• [Task details]: Report the number of lines in these entries that contain "every". Write only the number.

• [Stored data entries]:
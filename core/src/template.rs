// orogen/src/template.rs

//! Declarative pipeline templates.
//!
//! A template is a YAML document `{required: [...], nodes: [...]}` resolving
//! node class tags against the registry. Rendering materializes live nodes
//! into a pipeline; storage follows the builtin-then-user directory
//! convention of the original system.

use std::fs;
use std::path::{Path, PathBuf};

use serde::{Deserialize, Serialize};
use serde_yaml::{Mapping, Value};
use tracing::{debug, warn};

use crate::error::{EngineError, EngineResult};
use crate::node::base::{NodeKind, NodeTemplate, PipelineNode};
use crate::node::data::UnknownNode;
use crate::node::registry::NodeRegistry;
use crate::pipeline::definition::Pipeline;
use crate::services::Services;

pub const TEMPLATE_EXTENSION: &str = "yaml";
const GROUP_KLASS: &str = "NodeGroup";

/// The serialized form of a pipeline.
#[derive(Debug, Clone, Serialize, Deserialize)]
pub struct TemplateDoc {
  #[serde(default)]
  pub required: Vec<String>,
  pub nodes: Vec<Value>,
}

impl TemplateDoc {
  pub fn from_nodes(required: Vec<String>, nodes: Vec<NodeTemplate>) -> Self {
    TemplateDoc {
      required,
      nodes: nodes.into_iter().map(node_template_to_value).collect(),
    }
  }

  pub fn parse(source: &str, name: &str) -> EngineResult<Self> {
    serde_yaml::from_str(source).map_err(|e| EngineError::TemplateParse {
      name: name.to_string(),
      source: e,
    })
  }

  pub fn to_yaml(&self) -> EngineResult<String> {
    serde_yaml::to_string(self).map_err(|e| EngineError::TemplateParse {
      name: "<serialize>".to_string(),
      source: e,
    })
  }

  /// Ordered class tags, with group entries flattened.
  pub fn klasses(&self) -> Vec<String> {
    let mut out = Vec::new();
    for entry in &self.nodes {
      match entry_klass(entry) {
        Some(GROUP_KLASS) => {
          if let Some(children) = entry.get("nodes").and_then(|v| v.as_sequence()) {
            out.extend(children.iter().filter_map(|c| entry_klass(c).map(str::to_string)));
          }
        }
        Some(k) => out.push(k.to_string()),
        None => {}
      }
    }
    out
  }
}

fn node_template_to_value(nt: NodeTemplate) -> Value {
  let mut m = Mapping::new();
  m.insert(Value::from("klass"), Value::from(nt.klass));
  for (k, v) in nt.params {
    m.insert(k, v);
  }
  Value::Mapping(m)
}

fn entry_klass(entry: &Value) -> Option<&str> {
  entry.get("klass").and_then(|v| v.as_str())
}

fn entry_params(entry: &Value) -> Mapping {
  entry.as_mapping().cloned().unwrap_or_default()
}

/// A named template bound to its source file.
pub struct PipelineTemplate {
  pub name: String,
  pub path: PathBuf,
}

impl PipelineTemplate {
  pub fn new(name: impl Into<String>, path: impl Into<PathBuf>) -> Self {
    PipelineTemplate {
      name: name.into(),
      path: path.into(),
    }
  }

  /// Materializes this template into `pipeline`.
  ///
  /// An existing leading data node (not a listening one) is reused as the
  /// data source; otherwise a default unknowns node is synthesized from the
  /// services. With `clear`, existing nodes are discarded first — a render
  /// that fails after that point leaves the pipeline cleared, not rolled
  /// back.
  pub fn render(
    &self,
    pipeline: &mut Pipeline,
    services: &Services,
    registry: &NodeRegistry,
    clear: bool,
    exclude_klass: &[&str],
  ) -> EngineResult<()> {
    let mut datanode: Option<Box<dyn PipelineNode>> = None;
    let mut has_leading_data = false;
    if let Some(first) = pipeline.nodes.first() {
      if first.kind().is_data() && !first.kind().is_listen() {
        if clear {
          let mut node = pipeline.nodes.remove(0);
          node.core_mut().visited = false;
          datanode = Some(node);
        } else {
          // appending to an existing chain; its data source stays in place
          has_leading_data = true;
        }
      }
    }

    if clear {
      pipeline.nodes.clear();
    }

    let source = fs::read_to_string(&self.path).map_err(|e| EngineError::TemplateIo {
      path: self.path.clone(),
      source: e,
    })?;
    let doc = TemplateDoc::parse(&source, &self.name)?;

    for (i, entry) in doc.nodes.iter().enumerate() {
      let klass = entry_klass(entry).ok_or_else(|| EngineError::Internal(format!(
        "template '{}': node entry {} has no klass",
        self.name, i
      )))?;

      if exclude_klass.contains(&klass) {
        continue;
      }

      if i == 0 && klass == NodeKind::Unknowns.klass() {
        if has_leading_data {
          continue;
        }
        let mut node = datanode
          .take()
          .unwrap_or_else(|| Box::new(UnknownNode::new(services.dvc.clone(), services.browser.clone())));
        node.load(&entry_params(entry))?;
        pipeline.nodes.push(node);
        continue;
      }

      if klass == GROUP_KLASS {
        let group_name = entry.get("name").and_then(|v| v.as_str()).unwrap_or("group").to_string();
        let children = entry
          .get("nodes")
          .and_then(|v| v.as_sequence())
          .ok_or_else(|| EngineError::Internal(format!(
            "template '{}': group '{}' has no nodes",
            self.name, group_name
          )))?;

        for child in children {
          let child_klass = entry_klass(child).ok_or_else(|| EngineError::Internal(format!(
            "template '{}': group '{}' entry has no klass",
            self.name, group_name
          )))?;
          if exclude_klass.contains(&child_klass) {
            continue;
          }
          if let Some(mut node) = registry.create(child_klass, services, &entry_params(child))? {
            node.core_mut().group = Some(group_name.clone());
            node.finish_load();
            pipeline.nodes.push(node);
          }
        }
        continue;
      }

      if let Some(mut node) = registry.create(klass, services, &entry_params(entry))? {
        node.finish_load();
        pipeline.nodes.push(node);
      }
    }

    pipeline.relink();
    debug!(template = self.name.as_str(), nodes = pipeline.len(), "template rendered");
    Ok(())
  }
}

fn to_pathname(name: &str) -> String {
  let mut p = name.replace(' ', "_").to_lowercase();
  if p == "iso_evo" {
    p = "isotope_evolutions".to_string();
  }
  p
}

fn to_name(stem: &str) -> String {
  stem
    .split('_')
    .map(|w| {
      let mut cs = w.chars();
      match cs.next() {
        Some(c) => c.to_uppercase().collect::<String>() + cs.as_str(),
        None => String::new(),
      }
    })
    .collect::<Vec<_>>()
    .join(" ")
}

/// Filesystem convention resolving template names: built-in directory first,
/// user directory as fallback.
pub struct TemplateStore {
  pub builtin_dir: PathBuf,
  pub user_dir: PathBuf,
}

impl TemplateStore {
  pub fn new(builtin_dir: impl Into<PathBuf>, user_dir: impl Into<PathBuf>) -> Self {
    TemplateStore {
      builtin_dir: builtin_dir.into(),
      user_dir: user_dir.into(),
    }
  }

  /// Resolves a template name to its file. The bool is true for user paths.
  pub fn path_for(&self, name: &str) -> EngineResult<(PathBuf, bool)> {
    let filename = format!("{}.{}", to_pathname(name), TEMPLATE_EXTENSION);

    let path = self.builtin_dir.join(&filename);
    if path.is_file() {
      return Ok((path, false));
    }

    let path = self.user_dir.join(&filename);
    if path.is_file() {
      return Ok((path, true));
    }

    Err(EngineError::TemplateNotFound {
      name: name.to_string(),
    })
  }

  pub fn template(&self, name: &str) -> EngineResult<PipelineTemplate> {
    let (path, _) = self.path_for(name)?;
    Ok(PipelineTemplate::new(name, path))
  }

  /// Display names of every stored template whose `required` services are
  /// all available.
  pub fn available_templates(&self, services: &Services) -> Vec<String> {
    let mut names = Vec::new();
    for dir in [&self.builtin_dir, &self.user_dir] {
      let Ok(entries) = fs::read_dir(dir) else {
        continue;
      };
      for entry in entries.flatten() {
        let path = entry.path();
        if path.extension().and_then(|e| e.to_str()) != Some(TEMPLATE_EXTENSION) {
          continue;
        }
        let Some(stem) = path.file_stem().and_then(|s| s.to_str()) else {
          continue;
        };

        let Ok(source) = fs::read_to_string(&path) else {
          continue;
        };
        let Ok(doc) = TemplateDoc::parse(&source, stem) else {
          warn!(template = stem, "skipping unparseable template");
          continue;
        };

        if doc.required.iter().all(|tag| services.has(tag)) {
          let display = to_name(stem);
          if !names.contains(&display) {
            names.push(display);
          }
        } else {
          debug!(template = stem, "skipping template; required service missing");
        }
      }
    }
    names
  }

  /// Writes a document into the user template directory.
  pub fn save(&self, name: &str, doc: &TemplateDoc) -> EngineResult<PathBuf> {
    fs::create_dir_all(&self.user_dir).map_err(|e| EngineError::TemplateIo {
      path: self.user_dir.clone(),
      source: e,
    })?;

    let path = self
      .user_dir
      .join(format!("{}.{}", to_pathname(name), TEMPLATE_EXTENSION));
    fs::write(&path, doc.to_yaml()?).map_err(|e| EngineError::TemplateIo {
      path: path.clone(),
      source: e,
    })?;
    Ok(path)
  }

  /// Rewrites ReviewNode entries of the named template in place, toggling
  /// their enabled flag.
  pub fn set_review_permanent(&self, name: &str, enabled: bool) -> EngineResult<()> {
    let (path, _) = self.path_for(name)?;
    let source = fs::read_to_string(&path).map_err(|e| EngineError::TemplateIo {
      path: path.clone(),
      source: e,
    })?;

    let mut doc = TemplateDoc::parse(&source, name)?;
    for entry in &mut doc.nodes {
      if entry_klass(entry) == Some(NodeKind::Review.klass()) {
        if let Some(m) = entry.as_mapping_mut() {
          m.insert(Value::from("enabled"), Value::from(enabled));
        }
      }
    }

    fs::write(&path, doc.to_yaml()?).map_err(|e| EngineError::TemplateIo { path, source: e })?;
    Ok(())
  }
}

--

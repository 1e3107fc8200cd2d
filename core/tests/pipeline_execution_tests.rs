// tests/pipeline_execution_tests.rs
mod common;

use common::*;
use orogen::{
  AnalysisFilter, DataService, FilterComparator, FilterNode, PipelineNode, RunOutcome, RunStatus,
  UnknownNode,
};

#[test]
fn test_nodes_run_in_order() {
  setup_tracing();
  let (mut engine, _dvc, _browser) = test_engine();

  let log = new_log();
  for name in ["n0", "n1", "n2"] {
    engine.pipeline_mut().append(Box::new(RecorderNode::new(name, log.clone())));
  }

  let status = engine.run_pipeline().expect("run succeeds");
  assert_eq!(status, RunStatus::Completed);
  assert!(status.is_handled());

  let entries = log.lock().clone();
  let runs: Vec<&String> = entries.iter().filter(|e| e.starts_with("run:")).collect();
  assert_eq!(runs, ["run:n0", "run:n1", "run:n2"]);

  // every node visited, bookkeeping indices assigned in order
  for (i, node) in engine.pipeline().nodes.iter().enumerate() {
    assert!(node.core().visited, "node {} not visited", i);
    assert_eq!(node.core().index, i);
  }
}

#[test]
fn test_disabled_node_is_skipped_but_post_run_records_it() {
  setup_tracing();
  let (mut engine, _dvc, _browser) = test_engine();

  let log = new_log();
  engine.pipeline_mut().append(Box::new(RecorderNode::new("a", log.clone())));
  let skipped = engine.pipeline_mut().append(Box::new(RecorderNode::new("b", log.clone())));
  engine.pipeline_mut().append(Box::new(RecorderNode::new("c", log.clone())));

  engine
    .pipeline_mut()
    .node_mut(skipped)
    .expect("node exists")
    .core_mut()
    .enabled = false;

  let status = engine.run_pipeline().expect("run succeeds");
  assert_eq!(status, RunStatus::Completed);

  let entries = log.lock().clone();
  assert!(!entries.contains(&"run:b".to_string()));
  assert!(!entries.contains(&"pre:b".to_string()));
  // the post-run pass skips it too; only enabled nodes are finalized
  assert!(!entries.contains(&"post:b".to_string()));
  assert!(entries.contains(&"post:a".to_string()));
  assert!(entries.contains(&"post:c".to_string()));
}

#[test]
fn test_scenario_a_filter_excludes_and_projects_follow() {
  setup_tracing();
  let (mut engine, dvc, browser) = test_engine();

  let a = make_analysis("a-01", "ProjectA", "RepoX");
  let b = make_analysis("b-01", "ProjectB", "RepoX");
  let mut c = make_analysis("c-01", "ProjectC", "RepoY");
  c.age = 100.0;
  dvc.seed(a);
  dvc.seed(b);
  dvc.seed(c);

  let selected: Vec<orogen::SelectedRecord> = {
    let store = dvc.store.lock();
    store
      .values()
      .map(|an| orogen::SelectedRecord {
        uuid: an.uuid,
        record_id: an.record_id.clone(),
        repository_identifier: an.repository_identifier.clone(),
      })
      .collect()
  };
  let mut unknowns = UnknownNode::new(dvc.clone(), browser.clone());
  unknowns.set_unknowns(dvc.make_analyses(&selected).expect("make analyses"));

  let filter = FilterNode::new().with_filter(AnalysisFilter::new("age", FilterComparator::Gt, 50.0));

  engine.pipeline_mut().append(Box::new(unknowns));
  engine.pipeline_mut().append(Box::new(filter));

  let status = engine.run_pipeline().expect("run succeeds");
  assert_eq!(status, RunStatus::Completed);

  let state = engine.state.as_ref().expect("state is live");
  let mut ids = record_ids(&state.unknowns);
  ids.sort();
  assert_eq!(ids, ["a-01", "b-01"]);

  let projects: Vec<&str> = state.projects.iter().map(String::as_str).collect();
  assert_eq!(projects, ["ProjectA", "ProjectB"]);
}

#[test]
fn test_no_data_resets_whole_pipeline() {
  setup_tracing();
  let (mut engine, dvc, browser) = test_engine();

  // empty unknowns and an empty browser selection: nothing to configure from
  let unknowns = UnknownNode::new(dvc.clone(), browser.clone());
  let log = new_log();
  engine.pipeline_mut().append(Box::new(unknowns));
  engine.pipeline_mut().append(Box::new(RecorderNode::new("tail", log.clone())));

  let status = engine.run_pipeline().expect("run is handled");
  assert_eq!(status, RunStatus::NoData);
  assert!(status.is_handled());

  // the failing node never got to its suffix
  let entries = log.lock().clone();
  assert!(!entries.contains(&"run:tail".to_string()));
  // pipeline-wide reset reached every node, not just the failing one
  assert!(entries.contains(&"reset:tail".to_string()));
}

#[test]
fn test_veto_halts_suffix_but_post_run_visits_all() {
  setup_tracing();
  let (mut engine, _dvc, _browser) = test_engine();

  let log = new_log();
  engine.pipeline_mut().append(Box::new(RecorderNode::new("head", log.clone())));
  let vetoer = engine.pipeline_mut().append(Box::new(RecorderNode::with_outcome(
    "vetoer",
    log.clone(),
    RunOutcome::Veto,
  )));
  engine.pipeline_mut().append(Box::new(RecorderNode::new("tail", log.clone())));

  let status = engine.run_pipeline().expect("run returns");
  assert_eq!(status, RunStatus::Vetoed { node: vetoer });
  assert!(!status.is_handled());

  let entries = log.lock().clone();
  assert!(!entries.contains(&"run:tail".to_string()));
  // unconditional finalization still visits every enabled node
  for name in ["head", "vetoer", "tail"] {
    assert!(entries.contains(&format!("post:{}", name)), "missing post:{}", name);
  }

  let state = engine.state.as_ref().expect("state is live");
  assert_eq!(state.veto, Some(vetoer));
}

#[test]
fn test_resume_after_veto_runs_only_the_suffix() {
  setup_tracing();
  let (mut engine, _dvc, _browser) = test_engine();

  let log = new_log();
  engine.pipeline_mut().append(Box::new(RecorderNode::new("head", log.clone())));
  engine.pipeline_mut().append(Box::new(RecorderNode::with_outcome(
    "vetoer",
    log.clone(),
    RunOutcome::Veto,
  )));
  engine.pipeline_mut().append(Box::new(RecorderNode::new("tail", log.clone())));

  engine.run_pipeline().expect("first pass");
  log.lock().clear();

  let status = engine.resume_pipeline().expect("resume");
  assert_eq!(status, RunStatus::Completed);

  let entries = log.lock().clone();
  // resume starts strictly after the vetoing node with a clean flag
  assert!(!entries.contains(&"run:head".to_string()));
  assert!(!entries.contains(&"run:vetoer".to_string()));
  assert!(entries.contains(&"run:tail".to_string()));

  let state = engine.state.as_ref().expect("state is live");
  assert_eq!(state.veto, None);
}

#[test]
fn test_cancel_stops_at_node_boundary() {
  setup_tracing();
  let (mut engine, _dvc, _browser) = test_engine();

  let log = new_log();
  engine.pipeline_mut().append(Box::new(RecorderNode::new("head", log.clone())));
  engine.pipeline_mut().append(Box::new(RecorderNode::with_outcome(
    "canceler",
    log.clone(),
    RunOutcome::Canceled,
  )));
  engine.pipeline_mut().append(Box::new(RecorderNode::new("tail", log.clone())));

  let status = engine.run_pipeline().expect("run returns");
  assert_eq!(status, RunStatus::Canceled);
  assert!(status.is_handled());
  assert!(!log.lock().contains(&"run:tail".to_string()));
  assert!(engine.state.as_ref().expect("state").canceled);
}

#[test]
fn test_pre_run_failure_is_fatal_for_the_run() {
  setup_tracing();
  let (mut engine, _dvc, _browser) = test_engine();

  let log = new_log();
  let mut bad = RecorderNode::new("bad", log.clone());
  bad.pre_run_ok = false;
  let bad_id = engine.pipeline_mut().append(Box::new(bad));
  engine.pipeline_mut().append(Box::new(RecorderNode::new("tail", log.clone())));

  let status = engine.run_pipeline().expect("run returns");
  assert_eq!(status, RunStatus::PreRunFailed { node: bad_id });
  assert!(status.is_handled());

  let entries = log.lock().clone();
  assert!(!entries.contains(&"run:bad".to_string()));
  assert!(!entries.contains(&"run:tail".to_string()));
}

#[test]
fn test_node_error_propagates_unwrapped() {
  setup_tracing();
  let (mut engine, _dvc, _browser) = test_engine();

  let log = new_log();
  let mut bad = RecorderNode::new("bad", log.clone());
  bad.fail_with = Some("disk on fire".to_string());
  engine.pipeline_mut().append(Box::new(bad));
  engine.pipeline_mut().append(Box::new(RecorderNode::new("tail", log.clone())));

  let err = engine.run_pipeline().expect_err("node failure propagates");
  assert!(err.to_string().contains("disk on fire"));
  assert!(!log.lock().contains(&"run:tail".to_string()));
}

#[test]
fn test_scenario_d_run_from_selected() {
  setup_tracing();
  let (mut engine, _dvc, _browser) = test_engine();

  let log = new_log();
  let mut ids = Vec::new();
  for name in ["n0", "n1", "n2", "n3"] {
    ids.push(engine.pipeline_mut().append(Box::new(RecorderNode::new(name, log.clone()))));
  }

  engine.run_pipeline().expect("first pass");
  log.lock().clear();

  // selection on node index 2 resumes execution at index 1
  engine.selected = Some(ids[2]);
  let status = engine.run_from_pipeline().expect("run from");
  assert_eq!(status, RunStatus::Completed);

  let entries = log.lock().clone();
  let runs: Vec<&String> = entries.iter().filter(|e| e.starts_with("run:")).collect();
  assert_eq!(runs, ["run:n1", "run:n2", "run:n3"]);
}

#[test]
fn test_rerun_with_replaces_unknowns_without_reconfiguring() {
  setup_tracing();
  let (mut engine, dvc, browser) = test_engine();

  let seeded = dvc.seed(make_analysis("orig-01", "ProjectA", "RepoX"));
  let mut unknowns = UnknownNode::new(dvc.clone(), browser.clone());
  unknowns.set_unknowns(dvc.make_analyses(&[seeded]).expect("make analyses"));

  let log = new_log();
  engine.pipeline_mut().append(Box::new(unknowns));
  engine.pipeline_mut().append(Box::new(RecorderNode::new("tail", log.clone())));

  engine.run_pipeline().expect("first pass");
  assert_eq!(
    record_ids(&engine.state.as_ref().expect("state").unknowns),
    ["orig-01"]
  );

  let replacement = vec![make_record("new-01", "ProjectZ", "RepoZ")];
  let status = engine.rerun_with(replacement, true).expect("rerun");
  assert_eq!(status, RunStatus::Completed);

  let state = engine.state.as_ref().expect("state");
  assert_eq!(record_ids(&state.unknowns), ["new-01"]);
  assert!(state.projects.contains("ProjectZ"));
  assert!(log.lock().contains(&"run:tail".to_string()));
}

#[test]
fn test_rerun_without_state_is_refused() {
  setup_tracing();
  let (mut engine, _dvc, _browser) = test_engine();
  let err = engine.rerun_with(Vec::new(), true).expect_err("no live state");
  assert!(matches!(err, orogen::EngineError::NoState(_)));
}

• [Response below]: 4